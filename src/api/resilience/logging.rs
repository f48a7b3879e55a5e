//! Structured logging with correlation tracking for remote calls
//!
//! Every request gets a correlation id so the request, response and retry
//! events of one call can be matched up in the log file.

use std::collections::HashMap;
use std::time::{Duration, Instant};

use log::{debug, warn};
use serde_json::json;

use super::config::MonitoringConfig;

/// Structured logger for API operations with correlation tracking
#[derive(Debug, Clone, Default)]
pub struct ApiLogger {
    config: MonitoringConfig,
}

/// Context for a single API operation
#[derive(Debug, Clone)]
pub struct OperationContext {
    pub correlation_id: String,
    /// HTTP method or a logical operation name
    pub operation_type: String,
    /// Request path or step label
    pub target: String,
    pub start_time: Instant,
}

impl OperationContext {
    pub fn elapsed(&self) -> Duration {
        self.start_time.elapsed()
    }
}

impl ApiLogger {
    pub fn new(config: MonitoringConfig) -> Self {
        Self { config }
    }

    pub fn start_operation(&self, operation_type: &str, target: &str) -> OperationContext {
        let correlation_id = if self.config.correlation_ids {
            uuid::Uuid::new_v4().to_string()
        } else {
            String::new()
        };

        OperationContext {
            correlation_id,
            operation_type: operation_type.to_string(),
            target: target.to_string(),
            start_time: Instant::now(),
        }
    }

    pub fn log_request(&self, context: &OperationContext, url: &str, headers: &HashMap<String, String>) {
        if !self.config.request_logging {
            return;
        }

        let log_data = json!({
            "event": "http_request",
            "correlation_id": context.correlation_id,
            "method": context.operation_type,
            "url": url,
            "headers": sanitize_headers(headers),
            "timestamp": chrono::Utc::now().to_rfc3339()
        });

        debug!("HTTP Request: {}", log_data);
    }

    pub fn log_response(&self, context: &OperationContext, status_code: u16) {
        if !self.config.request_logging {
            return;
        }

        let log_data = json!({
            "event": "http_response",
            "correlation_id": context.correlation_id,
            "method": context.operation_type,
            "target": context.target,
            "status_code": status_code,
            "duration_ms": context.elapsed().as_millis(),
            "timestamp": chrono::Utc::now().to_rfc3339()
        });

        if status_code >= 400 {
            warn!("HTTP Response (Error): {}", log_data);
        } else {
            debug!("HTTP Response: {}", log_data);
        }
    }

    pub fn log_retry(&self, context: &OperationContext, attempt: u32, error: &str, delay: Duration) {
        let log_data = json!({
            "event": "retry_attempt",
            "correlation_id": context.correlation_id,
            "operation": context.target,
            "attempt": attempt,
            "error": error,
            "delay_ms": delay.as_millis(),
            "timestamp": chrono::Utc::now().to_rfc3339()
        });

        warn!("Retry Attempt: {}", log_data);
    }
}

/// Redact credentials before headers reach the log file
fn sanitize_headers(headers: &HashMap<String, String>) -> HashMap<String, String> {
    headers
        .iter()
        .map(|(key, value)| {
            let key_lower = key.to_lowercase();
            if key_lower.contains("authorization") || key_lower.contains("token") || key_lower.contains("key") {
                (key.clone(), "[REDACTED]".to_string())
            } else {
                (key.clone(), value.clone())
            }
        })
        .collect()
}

● ● ● ●

▶ _EXERCISE PROMPT_
Send back the whole listing, exactly as written.

▶ _PROBLEM SOLUTION_
filename src/api/resilience/logging.rs
repository f48a7b3879e55a5e
//! Structured logging with correlation tracking for remote calls
//!
//! Every request gets a correlation id so the request, response and retry
//! events of one call can be matched up in the log file.

use std::collections::HashMap;
use std::time::{Duration, Instant};

use log::{debug, warn};
use serde_json::json;

use super::config::MonitoringConfig;

/// Structured logger for API operations with correlation tracking
#[derive(Debug, Clone, Default)]
pub struct ApiLogger {
    config: MonitoringConfig,
}

/// Context for a single API operation
#[derive(Debug, Clone)]
pub struct OperationContext {
    pub correlation_id: String,
    /// HTTP method or a logical operation name
    pub operation_type: String,
    /// Request path or step label
    pub target: String,
    pub start_time: Instant,
}

impl OperationContext {
    pub fn elapsed(&self) -> Duration {
        self.start_time.elapsed()
    }
}

impl ApiLogger {
    pub fn new(config: MonitoringConfig) -> Self {
        Self { config }
    }

    pub fn start_operation(&self, operation_type: &str, target: &str) -> OperationContext {
        let correlation_id = if self.config.correlation_ids {
            uuid::Uuid::new_v4().to_string()
        } else {
            String::new()
        };

        OperationContext {
            correlation_id,
            operation_type: operation_type.to_string(),
            target: target.to_string(),
            start_time: Instant::now(),
        }
    }

    pub fn log_request(&self, context: &OperationContext, url: &str, headers: &HashMap<String, String>) {
        if !self.config.request_logging {
            return;
        }

        let log_data = json!({
            "event": "http_request",
            "correlation_id": context.correlation_id,
            "method": context.operation_type,
            "url": url,
            "headers": sanitize_headers(headers),
            "timestamp": chrono::Utc::now().to_rfc3339()
        });

        debug!("HTTP Request: {}", log_data);
    }

    pub fn log_response(&self, context: &OperationContext, status_code: u16) {
        if !self.config.request_logging {
            return;
        }

        let log_data = json!({
            "event": "http_response",
            "correlation_id": context.correlation_id,
            "method": context.operation_type,
            "target": context.target,
            "status_code": status_code,
            "duration_ms": context.elapsed().as_millis(),
            "timestamp": chrono::Utc::now().to_rfc3339()
        });

        if status_code >= 400 {
            warn!("HTTP Response (Error): {}", log_data);
        } else {
            debug!("HTTP Response: {}", log_data);
        }
    }

    pub fn log_retry(&self, context: &OperationContext, attempt: u32, error: &str, delay: Duration) {
        let log_data = json!({
            "event": "retry_attempt",
            "correlation_id": context.correlation_id,
            "operation": context.target,
            "attempt": attempt,
            "error": error,
            "delay_ms": delay.as_millis(),
            "timestamp": chrono::Utc::now().to_rfc3339()
        });

        warn!("Retry Attempt: {}", log_data);
    }
}

/// Redact credentials before headers reach the log file
fn sanitize_headers(headers: &HashMap<String, String>) -> HashMap<String, String> {
    headers
        .iter()
        .map(|(key, value)| {
            let key_lower = key.to_lowercase();
            if key_lower.contains("authorization") || key_lower.contains("token") || key_lower.contains("key") {
                (key.clone(), "[REDACTED]".to_string())
            } else {
                (key.clone(), value.clone())
            }
        })
        .collect()
}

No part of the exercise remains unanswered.